「日本のおっぱい」乳がんダイアリー

2011年乳がんになりました。

再び、魔女医登場

「全摘って、そうよ。あなたの場合、予後の心配がなくて、正解だったんじゃない?」
手術後病室から魔女医に電話。

「でも、抗がん剤でガンは小さくなってるし、リンパ節の転移は画像では見えなくなってるし、主治医と最後にまた、『温存がいいですか?全摘にしますか?』ってことが話題になるとは夢にも思っていなかったのよ。何のための術前抗がん剤だったか。だまし討ち、って感じよ。」
「患者の価値観がそれぞれなので、医者としても仕方がないのよ。中にははっきりと『全摘しましょう』っていう女医もいるわよ。」
「もし、主治医が本心は全摘した方がより安全だ、と思っているならはっきり言ってほしいわよね。ねえ、他のガン、例えば胃とか肝臓とかでも、『全摘しますか?どうしますか?』なんて聞かないでしょ?」
「そうよね。
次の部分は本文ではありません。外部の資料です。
//! Transport payload preparation
//!
//! The extraction service receives either inline text (spreadsheets are sent
//! as a CSV rendering, truncated) or the raw bytes base64-encoded (PDFs).
//! Cell semantics are the service's job; this module only serializes.

use base64::Engine;
use tracing::debug;

use crate::error::{Error, Result};
use crate::models::SourceUpload;

/// Spreadsheet renderings are cut off after this many lines. Approval sheets
/// put their data at the top; anything past this is header repetition or
/// empty rows, and the extraction call is priced per token.
pub const MAX_SHEET_LINES: usize = 100;

/// What actually goes over the wire for one document
#[derive(Debug, Clone)]
pub enum DocumentPayload {
    /// Inline text (CSV rendering of a spreadsheet, or a plain-text file)
    Text(String),
    /// Base64-encoded raw bytes with the declared MIME type
    Binary { mime: String, base64: String },
}

/// Prepare the transport payload for one uploaded document.
///
/// CSV/TSV/plain-text uploads become a truncated text rendering; PDFs are
/// base64-encoded. Anything else is rejected before an extraction call is
/// wasted on it.
pub fn prepare_payload(upload: &SourceUpload) -> Result<DocumentPayload> {
    let name = upload.file_name.to_lowercase();
    let mime = upload.mime.as_deref().unwrap_or("");

    if mime == "application/pdf" || name.ends_with(".pdf") {
        return Ok(DocumentPayload::Binary {
            mime: "application/pdf".to_string(),
            base64: base64::engine::general_purpose::STANDARD.encode(&upload.bytes),
        });
    }

    if mime.starts_with("text/")
        || mime == "application/csv"
        || name.ends_with(".csv")
        || name.ends_with(".tsv")
        || name.ends_with(".txt")
    {
        let text = String::from_utf8_lossy(&upload.bytes);
        let rendered = render_sheet_text(&text, name.ends_with(".tsv"))?;
        return Ok(DocumentPayload::Text(rendered));
    }

    Err(Error::UnsupportedDocument(format!(
        "{} (mime: {})",
        upload.file_name,
        if mime.is_empty() { "unknown" } else { mime }
    )))
}

/// Re-emit tabular text as comma-separated lines, capped at
/// [`MAX_SHEET_LINES`] records including the header.
fn render_sheet_text(text: &str, tab_delimited: bool) -> Result<String> {
    let mut reader = csv::ReaderBuilder::new()
        .has_headers(false)
        .flexible(true)
        .delimiter(if tab_delimited { b'\t' } else { b',' })
        .from_reader(text.as_bytes());

    let mut writer = csv::WriterBuilder::new()
        .flexible(true)
        .from_writer(Vec::new());

    let mut lines = 0usize;
    for record in reader.records() {
        let record = record?;
        writer.write_record(&record)?;
        lines += 1;
        if lines >= MAX_SHEET_LINES {
            debug!(lines, "sheet rendering truncated");
            break;
        }
    }

    let bytes = writer
        .into_inner()
        .map_err(|e| Error::InvalidData(format!("Failed to render sheet text: {}", e)))?;
    Ok(String::from_utf8_lossy(&bytes).into_owned())
}

#[cfg(test)]
mod tests {
    use super::*;

    fn upload(name: &str, mime: Option<&str>, bytes: &[u8]) -> SourceUpload {
        SourceUpload {
            id: 1,
            file_name: name.to_string(),
            mime: mime.map(|m| m.to_string()),
            bytes: bytes.to_vec(),
        }
    }

    #[test]
    fn test_csv_becomes_text() {
        let csv = "name,requested,approved\nTree Planting Day,5000,4500\n";
        let payload = prepare_payload(&upload("sheet.csv", Some("text/csv"), csv.as_bytes())).unwrap();
        match payload {
            DocumentPayload::Text(text) => {
                assert!(text.contains("Tree Planting Day,5000,4500"));
            }
            _ => panic!("expected text payload"),
        }
    }

    #[test]
    fn test_sheet_truncated_at_line_cap() {
        let mut csv = String::from("name,amount\n");
        for i in 0..500 {
            csv.push_str(&format!("Project {},100\n", i));
        }
        let payload = prepare_payload(&upload("big.csv", None, csv.as_bytes())).unwrap();
        match payload {
            DocumentPayload::Text(text) => {
                assert_eq!(text.lines().count(), MAX_SHEET_LINES);
            }
            _ => panic!("expected text payload"),
        }
    }

    #[test]
    fn test_pdf_becomes_base64() {
        let payload =
            prepare_payload(&upload("proposal.pdf", Some("application/pdf"), b"%PDF-1.4")).unwrap();
        match payload {
            DocumentPayload::Binary { mime, base64 } => {
                assert_eq!(mime, "application/pdf");
                assert!(!base64.is_empty());
            }
            _ => panic!("expected binary payload"),
        }
    }

    #[test]
    fn test_unknown_type_is_rejected() {
        let err = prepare_payload(&upload("photo.png", Some("image/png"), &[0u8; 4])).unwrap_err();
        assert!(matches!(err, Error::UnsupportedDocument(_)));
    }
}
/// Decide which fields an update writes, from the draft's merge state.
///
/// A merged draft carries trustworthy values from both sources: the
/// authoritative approved amount plus the narrative fields. A standalone
/// budget draft writes only monetary fields. A standalone proposal draft
/// writes narrative and requested-amount fields; it never clobbers the
/// approved amount. The persisted display name is canonical and is not
/// rewritten by updates.
fn patch_for(draft: &DraftRecord) -> ProjectPatch {
    let f = &draft.fields;
    let mut patch = ProjectPatch::default();

    let merged = draft.status == DraftStatus::Linked;
    let monetary = merged || draft.source_kind == SourceKind::BudgetDocument;
    let narrative = merged || draft.source_kind == SourceKind::ProjectDocument;

    if monetary {
        patch.approved_amount = f.approved_amount;
        if !f.budget_lines.is_empty() {
            patch.budget_lines = Some(f.budget_lines.clone());
        }
    }
    if narrative {
        patch.organization = f.organization.clone();
        patch.responsible = f.responsible.clone();
        patch.rationale = f.rationale.clone();
        if !f.objectives.is_empty() {
            patch.objectives = Some(f.objectives.clone());
        }
        if !merged && !f.budget_lines.is_empty() {
            patch.budget_lines = Some(f.budget_lines.clone());
        }
    }
    // both kinds state a requested amount
    patch.requested_amount = f.requested_amount;

    patch
}

#[cfg(test)]
mod tests {
    use super::*;
    use crate::error::Error;
    use crate::models::ProjectFields;
    use crate::store::Database;
    use async_trait::async_trait;

    fn draft(
        id: i64,
        name: &str,
        kind: SourceKind,
        status: DraftStatus,
        linked: Option<i64>,
    ) -> DraftRecord {
        let mut d = DraftRecord::new(
            id,
            "source.csv",
            kind,
            ProjectFields {
                name: name.to_string(),
                organization: Some("Env Club".to_string()),
                requested_amount: Some(5000.0),
                approved_amount: Some(4500.0),
                rationale: Some("greener campus".to_string()),
                ..Default::default()
            },
        );
        d.status = status;
        d.linked_project_id = linked;
        d
    }

    #[tokio::test]
    async fn test_commit_creates_new_project() {
        let db = Database::in_memory().unwrap();
        let committer = Committer::new(&db);

        let drafts = vec![draft(
            1,
            "Tree Planting Day",
            SourceKind::BudgetDocument,
            DraftStatus::New,
            None,
        )];
        let report = committer.commit_drafts(&drafts, &HashMap::new()).await;

        assert_eq!(report.created, 1);
        assert_eq!(report.failed, 0);
        let all = db.list_projects_sync().unwrap();
        assert_eq!(all.len(), 1);
        assert_eq!(all[0].name, "Tree Planting Day");
    }

    #[tokio::test]
    async fn test_commit_update_twice_is_idempotent() {
        let db = Database::in_memory().unwrap();
        let project_id = db
            .create_project_sync(&ProjectFields {
                name: "Tree Planting Day".to_string(),
                ..Default::default()
            })
            .unwrap();

        let committer = Committer::new(&db);
        let drafts = vec![draft(
            1,
            "Tree Planting Day",
            SourceKind::BudgetDocument,
            DraftStatus::Update,
            Some(project_id),
        )];

        let first = committer.commit_drafts(&drafts, &HashMap::new()).await;
        let second = committer.commit_drafts(&drafts, &HashMap::new()).await;

        assert_eq!(first.updated, 1);
        assert_eq!(second.updated, 1);
        // two updates to the same id, never a duplicate record
        assert_eq!(db.list_projects_sync().unwrap().len(), 1);
    }

    #[tokio::test]
    async fn test_standalone_proposal_never_clobbers_approved() {
        let db = Database::in_memory().unwrap();
        let project_id = db
            .create_project_sync(&ProjectFields {
                name: "Tree Planting Day".to_string(),
                approved_amount: Some(4500.0),
                ..Default::default()
            })
            .unwrap();

        let mut d = draft(
            1,
            "Tree Planting Day",
            SourceKind::ProjectDocument,
            DraftStatus::Update,
            Some(project_id),
        );
        d.fields.approved_amount = Some(9_999.0);
        d.fields.requested_amount = Some(5_100.0);

        let committer = Committer::new(&db);
        committer.commit_drafts(&[d], &HashMap::new()).await;

        let project = db.get_project(project_id).unwrap().unwrap();
        assert_eq!(project.approved_amount, Some(4500.0));
        assert_eq!(project.requested_amount, Some(5100.0));
        assert_eq!(project.rationale.as_deref(), Some("greener campus"));
    }

    #[tokio::test]
    async fn test_standalone_budget_writes_only_monetary_fields() {
        let db = Database::in_memory().unwrap();
        let project_id = db
            .create_project_sync(&ProjectFields {
                name: "Tree Planting Day".to_string(),
                rationale: Some("original rationale".to_string()),
                ..Default::default()
            })
            .unwrap();

        let d = draft(
            1,
            "Tree Planting Day",
            SourceKind::BudgetDocument,
            DraftStatus::Update,
            Some(project_id),
        );

        let committer = Committer::new(&db);
        committer.commit_drafts(&[d], &HashMap::new()).await;

        let project = db.get_project(project_id).unwrap().unwrap();
        assert_eq!(project.approved_amount, Some(4500.0));
        // narrative untouched by a budget-only update
        assert_eq!(project.rationale.as_deref(), Some("original rationale"));
        assert_eq!(project.organization, None);
    }

    #[tokio::test]
    async fn test_merged_draft_writes_both() {
        let db = Database::in_memory().unwrap();
        let project_id = db
            .create_project_sync(&ProjectFields {
                name: "Tree Planting Day".to_string(),
                ..Default::default()
            })
            .unwrap();

        let d = draft(
            1,
            "Tree Planting Day",
            SourceKind::ProjectDocument,
            DraftStatus::Linked,
            Some(project_id),
        );

        let committer = Committer::new(&db);
        committer.commit_drafts(&[d], &HashMap::new()).await;

        let project = db.get_project(project_id).unwrap().unwrap();
        assert_eq!(project.approved_amount, Some(4500.0));
        assert_eq!(project.rationale.as_deref(), Some("greener campus"));
    }

    #[tokio::test]
    async fn test_superseded_drafts_are_not_committed() {
        let db = Database::in_memory().unwrap();
        let drafts = vec![draft(
            1,
            "Absorbed Proposal",
            SourceKind::ProjectDocument,
            DraftStatus::Superseded,
            None,
        )];
        let report = Committer::new(&db).commit_drafts(&drafts, &HashMap::new()).await;
        assert!(report.outcomes.is_empty());
        assert!(db.list_projects_sync().unwrap().is_empty());
    }

    #[tokio::test]
    async fn test_attaches_proposal_file_once() {
        let db = Database::in_memory().unwrap();
        let mut d = draft(
            1,
            "Tree Planting Day",
            SourceKind::ProjectDocument,
            DraftStatus::New,
            None,
        );
        d.upload_id = Some(7);

        let mut uploads = HashMap::new();
        uploads.insert(
            7,
            SourceUpload {
                id: 7,
                file_name: "proposal.pdf".to_string(),
                mime: Some("application/pdf".to_string()),
                bytes: b"%PDF-1.4".to_vec(),
            },
        );

        let committer = Committer::new(&db);
        let report = committer.commit_drafts(&[d.clone()], &uploads).await;
        assert_eq!(report.files_attached, 1);

        let project_id = match report.outcomes[0].action {
            CommitAction::Created { project_id, .. } => project_id,
            _ => panic!("expected create"),
        };

        // re-running against the now-existing record must not duplicate
        // the attachment
        d.status = DraftStatus::Update;
        d.linked_project_id = Some(project_id);
        committer.commit_drafts(&[d], &uploads).await;
        assert_eq!(db.list_files(project_id).unwrap().len(), 1);
    }

    /// Store wrapper that rejects creates for one project name
    struct FlakyStore {
        inner: Database,
        reject_name: String,
    }

    #[async_trait]
    impl ProjectStore for FlakyStore {
        async fn list_projects(&self) -> crate::error::Result<Vec<crate::models::Project>> {
            self.inner.list_projects().await
        }

        async fn create_project(&self, fields: &ProjectFields) -> crate::error::Result<i64> {
            if fields.name == self.reject_name {
                return Err(Error::InvalidData("store rejected the record".into()));
            }
            self.inner.create_project(fields).await
        }

        async fn update_project(
            &self,
            id: i64,
            patch: &ProjectPatch,
        ) -> crate::error::Result<()> {
            self.inner.update_project(id, patch).await
        }

        async fn upload_file(
            &self,
            project_id: i64,
            file_name: &str,
            bytes: &[u8],
        ) -> crate::error::Result<i64> {
            self.inner.upload_file(project_id, file_name, bytes).await
        }
    }

    #[tokio::test]
    async fn test_failure_partway_does_not_halt_the_loop() {
        let store = FlakyStore {
            inner: Database::in_memory().unwrap(),
            reject_name: "Cursed Project".to_string(),
        };

        let drafts = vec![
            draft(1, "First Project", SourceKind::BudgetDocument, DraftStatus::New, None),
            draft(2, "Cursed Project", SourceKind::BudgetDocument, DraftStatus::New, None),
            draft(3, "Third Project", SourceKind::BudgetDocument, DraftStatus::New, None),
        ];

        let report = Committer::new(&store).commit_drafts(&drafts, &HashMap::new()).await;
        assert_eq!(report.created, 2);
        assert_eq!(report.failed, 1);
        assert_eq!(report.outcomes.len(), 3);
        assert!(matches!(report.outcomes[1].action, CommitAction::Failed { .. }));
        // both survivors were written despite the failure in between
        assert_eq!(store.inner.list_projects_sync().unwrap().len(), 2);
    }
}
女性の心理を慮っているとしてもよ、子宮や卵巣のことは『あなたの年齢なら、必要ない機能なので、予防的にとってしまいましょう』とか悲しいほど簡単に言うのにね。」

「内臓は、見えないからかしら?私だって、髪の毛が抜けただけで、人前に出るのがいやだったものね。髪が薄くなっていく男の人の気持が初めてわかったわ。すぐ生えてくるってわかってても、辛いくらいだもの。わー、ハゲの人はどんなに悩むだろう。」

ガンになってわかる、人の痛みです。魔女医も電話口で、笑ってくれました。

男のお医者だから、女の乳房に関して気を使うのでょうか?そんな風に気を使われると、かえってそれを失った女には価値がない、と言われてしまっているように感じてしまいます。

「私は、あなたの命のことを大切にしたいから、全摘にすることをすすめます。乳房があるかないかではなく、あなたが素敵に生きてほしいから」なんて、きっぱりと言ってくれたら、この主治医に乳がん患者はみんな惚れちゃうでしょう。でも、それも困りますか?